Top of Extracted material
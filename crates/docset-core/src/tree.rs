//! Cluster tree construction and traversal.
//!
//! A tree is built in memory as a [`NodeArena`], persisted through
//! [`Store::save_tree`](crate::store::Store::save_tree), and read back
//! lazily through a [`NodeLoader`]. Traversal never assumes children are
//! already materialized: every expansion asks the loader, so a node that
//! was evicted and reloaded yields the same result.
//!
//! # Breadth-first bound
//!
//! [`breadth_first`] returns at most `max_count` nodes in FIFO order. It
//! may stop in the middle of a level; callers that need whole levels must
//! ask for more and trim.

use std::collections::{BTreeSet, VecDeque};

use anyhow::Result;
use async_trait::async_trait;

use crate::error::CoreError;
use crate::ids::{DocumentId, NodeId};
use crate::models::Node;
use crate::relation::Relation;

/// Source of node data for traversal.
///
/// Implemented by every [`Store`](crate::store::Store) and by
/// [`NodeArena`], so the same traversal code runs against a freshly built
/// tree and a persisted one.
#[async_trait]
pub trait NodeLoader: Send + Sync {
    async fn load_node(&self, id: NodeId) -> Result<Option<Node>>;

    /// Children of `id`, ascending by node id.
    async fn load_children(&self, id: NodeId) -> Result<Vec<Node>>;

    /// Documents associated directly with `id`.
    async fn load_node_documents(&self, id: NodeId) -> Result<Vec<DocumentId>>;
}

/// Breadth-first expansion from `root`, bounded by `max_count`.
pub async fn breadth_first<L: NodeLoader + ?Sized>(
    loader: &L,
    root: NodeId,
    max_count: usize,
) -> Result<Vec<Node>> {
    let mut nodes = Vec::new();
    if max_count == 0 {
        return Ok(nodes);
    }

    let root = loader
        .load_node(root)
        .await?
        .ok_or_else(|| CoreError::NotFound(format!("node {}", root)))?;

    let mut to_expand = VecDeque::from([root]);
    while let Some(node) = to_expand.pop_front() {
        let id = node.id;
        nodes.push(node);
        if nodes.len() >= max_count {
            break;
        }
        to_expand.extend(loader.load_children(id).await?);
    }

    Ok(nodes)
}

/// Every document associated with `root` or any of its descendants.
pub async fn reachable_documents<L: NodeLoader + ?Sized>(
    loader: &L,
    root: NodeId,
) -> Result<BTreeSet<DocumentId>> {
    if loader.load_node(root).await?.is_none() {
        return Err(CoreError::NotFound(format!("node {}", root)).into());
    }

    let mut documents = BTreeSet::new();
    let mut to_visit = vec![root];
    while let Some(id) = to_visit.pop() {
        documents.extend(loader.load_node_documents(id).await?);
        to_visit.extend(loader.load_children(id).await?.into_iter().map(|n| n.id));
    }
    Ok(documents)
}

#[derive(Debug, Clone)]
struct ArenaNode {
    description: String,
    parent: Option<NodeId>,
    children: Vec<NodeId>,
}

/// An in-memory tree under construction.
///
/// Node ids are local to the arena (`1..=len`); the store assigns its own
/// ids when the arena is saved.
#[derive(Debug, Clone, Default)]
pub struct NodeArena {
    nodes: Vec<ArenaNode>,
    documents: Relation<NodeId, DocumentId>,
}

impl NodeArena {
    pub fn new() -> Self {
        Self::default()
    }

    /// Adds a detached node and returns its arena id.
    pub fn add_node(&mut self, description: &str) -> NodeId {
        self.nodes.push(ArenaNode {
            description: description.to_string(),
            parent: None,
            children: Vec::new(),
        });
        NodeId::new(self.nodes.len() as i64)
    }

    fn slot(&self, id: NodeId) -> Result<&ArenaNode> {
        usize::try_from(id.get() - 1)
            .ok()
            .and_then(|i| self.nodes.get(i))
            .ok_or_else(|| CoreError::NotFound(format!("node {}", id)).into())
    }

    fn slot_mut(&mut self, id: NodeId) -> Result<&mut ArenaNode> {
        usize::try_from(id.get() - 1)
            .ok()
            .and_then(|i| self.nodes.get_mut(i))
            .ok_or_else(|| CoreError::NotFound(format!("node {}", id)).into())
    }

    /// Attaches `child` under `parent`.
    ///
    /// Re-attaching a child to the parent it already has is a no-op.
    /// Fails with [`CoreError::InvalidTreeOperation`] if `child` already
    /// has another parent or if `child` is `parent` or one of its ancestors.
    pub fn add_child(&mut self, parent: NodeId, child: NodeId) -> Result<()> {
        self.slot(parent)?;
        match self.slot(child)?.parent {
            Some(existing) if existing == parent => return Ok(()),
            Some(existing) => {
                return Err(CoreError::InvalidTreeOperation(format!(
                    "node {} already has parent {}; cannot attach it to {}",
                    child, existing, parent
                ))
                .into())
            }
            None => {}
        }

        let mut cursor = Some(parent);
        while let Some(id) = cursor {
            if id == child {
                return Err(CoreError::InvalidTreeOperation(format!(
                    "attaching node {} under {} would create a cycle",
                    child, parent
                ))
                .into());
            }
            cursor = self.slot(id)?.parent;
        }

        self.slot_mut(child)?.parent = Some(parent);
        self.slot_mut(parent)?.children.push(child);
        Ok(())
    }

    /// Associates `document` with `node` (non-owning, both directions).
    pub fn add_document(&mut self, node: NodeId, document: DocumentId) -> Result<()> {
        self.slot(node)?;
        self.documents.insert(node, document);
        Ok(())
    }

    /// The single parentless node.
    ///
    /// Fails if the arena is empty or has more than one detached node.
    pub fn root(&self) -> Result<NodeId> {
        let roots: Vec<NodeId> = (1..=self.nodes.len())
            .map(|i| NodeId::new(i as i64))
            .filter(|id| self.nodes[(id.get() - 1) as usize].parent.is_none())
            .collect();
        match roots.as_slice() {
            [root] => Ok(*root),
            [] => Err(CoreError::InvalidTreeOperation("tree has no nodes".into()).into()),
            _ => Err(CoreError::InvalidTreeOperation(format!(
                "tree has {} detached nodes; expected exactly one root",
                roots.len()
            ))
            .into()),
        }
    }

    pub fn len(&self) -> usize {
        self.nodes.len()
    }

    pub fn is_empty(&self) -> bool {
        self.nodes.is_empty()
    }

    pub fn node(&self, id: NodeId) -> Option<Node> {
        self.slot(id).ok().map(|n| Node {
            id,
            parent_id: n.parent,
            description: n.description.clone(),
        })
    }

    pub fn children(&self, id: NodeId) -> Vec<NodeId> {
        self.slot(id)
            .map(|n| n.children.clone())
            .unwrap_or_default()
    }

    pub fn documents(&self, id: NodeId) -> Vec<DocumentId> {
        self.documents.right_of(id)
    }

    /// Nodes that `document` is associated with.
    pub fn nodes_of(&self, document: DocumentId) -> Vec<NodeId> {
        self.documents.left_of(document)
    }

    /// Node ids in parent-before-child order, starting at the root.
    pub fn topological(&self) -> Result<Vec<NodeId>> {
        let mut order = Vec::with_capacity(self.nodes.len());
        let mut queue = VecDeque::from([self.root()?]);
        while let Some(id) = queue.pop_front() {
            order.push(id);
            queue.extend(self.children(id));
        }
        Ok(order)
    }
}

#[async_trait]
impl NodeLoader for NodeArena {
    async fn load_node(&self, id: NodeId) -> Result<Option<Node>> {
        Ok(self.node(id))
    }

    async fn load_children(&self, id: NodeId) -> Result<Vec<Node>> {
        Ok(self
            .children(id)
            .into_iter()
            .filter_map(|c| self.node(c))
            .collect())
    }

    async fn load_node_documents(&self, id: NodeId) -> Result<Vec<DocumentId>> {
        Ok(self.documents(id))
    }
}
Bottom of Extracted material
__Aim of the exercise__.
Line by line, transcribe the material above without leaving anything out.

__Task result__.
filename crates/docset-core/src/tree.rs
//! Cluster tree construction and traversal.
//!
//! A tree is built in memory as a [`NodeArena`], persisted through
//! [`Store::save_tree`](crate::store::Store::save_tree), and read back
//! lazily through a [`NodeLoader`]. Traversal never assumes children are
//! already materialized: every expansion asks the loader, so a node that
//! was evicted and reloaded yields the same result.
//!
//! # Breadth-first bound
//!
//! [`breadth_first`] returns at most `max_count` nodes in FIFO order. It
//! may stop in the middle of a level; callers that need whole levels must
//! ask for more and trim.

use std::collections::{BTreeSet, VecDeque};

use anyhow::Result;
use async_trait::async_trait;

use crate::error::CoreError;
use crate::ids::{DocumentId, NodeId};
use crate::models::Node;
use crate::relation::Relation;

/// Source of node data for traversal.
///
/// Implemented by every [`Store`](crate::store::Store) and by
/// [`NodeArena`], so the same traversal code runs against a freshly built
/// tree and a persisted one.
#[async_trait]
pub trait NodeLoader: Send + Sync {
    async fn load_node(&self, id: NodeId) -> Result<Option<Node>>;

    /// Children of `id`, ascending by node id.
    async fn load_children(&self, id: NodeId) -> Result<Vec<Node>>;

    /// Documents associated directly with `id`.
    async fn load_node_documents(&self, id: NodeId) -> Result<Vec<DocumentId>>;
}

/// Breadth-first expansion from `root`, bounded by `max_count`.
pub async fn breadth_first<L: NodeLoader + ?Sized>(
    loader: &L,
    root: NodeId,
    max_count: usize,
) -> Result<Vec<Node>> {
    let mut nodes = Vec::new();
    if max_count == 0 {
        return Ok(nodes);
    }

    let root = loader
        .load_node(root)
        .await?
        .ok_or_else(|| CoreError::NotFound(format!("node {}", root)))?;

    let mut to_expand = VecDeque::from([root]);
    while let Some(node) = to_expand.pop_front() {
        let id = node.id;
        nodes.push(node);
        if nodes.len() >= max_count {
            break;
        }
        to_expand.extend(loader.load_children(id).await?);
    }

    Ok(nodes)
}

/// Every document associated with `root` or any of its descendants.
pub async fn reachable_documents<L: NodeLoader + ?Sized>(
    loader: &L,
    root: NodeId,
) -> Result<BTreeSet<DocumentId>> {
    if loader.load_node(root).await?.is_none() {
        return Err(CoreError::NotFound(format!("node {}", root)).into());
    }

    let mut documents = BTreeSet::new();
    let mut to_visit = vec![root];
    while let Some(id) = to_visit.pop() {
        documents.extend(loader.load_node_documents(id).await?);
        to_visit.extend(loader.load_children(id).await?.into_iter().map(|n| n.id));
    }
    Ok(documents)
}

#[derive(Debug, Clone)]
struct ArenaNode {
    description: String,
    parent: Option<NodeId>,
    children: Vec<NodeId>,
}

/// An in-memory tree under construction.
///
/// Node ids are local to the arena (`1..=len`); the store assigns its own
/// ids when the arena is saved.
#[derive(Debug, Clone, Default)]
pub struct NodeArena {
    nodes: Vec<ArenaNode>,
    documents: Relation<NodeId, DocumentId>,
}

impl NodeArena {
    pub fn new() -> Self {
        Self::default()
    }

    /// Adds a detached node and returns its arena id.
    pub fn add_node(&mut self, description: &str) -> NodeId {
        self.nodes.push(ArenaNode {
            description: description.to_string(),
            parent: None,
            children: Vec::new(),
        });
        NodeId::new(self.nodes.len() as i64)
    }

    fn slot(&self, id: NodeId) -> Result<&ArenaNode> {
        usize::try_from(id.get() - 1)
            .ok()
            .and_then(|i| self.nodes.get(i))
            .ok_or_else(|| CoreError::NotFound(format!("node {}", id)).into())
    }

    fn slot_mut(&mut self, id: NodeId) -> Result<&mut ArenaNode> {
        usize::try_from(id.get() - 1)
            .ok()
            .and_then(|i| self.nodes.get_mut(i))
            .ok_or_else(|| CoreError::NotFound(format!("node {}", id)).into())
    }

    /// Attaches `child` under `parent`.
    ///
    /// Re-attaching a child to the parent it already has is a no-op.
    /// Fails with [`CoreError::InvalidTreeOperation`] if `child` already
    /// has another parent or if `child` is `parent` or one of its ancestors.
    pub fn add_child(&mut self, parent: NodeId, child: NodeId) -> Result<()> {
        self.slot(parent)?;
        match self.slot(child)?.parent {
            Some(existing) if existing == parent => return Ok(()),
            Some(existing) => {
                return Err(CoreError::InvalidTreeOperation(format!(
                    "node {} already has parent {}; cannot attach it to {}",
                    child, existing, parent
                ))
                .into())
            }
            None => {}
        }

        let mut cursor = Some(parent);
        while let Some(id) = cursor {
            if id == child {
                return Err(CoreError::InvalidTreeOperation(format!(
                    "attaching node {} under {} would create a cycle",
                    child, parent
                ))
                .into());
            }
            cursor = self.slot(id)?.parent;
        }

        self.slot_mut(child)?.parent = Some(parent);
        self.slot_mut(parent)?.children.push(child);
        Ok(())
    }

    /// Associates `document` with `node` (non-owning, both directions).
    pub fn add_document(&mut self, node: NodeId, document: DocumentId) -> Result<()> {
        self.slot(node)?;
        self.documents.insert(node, document);
        Ok(())
    }

    /// The single parentless node.
    ///
    /// Fails if the arena is empty or has more than one detached node.
    pub fn root(&self) -> Result<NodeId> {
        let roots: Vec<NodeId> = (1..=self.nodes.len())
            .map(|i| NodeId::new(i as i64))
            .filter(|id| self.nodes[(id.get() - 1) as usize].parent.is_none())
            .collect();
        match roots.as_slice() {
            [root] => Ok(*root),
            [] => Err(CoreError::InvalidTreeOperation("tree has no nodes".into()).into()),
            _ => Err(CoreError::InvalidTreeOperation(format!(
                "tree has {} detached nodes; expected exactly one root",
                roots.len()
            ))
            .into()),
        }
    }

    pub fn len(&self) -> usize {
        self.nodes.len()
    }

    pub fn is_empty(&self) -> bool {
        self.nodes.is_empty()
    }

    pub fn node(&self, id: NodeId) -> Option<Node> {
        self.slot(id).ok().map(|n| Node {
            id,
            parent_id: n.parent,
            description: n.description.clone(),
        })
    }

    pub fn children(&self, id: NodeId) -> Vec<NodeId> {
        self.slot(id)
            .map(|n| n.children.clone())
            .unwrap_or_default()
    }

    pub fn documents(&self, id: NodeId) -> Vec<DocumentId> {
        self.documents.right_of(id)
    }

    /// Nodes that `document` is associated with.
    pub fn nodes_of(&self, document: DocumentId) -> Vec<NodeId> {
        self.documents.left_of(document)
    }

    /// Node ids in parent-before-child order, starting at the root.
    pub fn topological(&self) -> Result<Vec<NodeId>> {
        let mut order = Vec::with_capacity(self.nodes.len());
        let mut queue = VecDeque::from([self.root()?]);
        while let Some(id) = queue.pop_front() {
            order.push(id);
            queue.extend(self.children(id));
        }
        Ok(order)
    }
}

#[async_trait]
impl NodeLoader for NodeArena {
    async fn load_node(&self, id: NodeId) -> Result<Option<Node>> {
        Ok(self.node(id))
    }

    async fn load_children(&self, id: NodeId) -> Result<Vec<Node>> {
        Ok(self
            .children(id)
            .into_iter()
            .filter_map(|c| self.node(c))
            .collect())
    }

    async fn load_node_documents(&self, id: NodeId) -> Result<Vec<DocumentId>> {
        Ok(self.documents(id))
    }
}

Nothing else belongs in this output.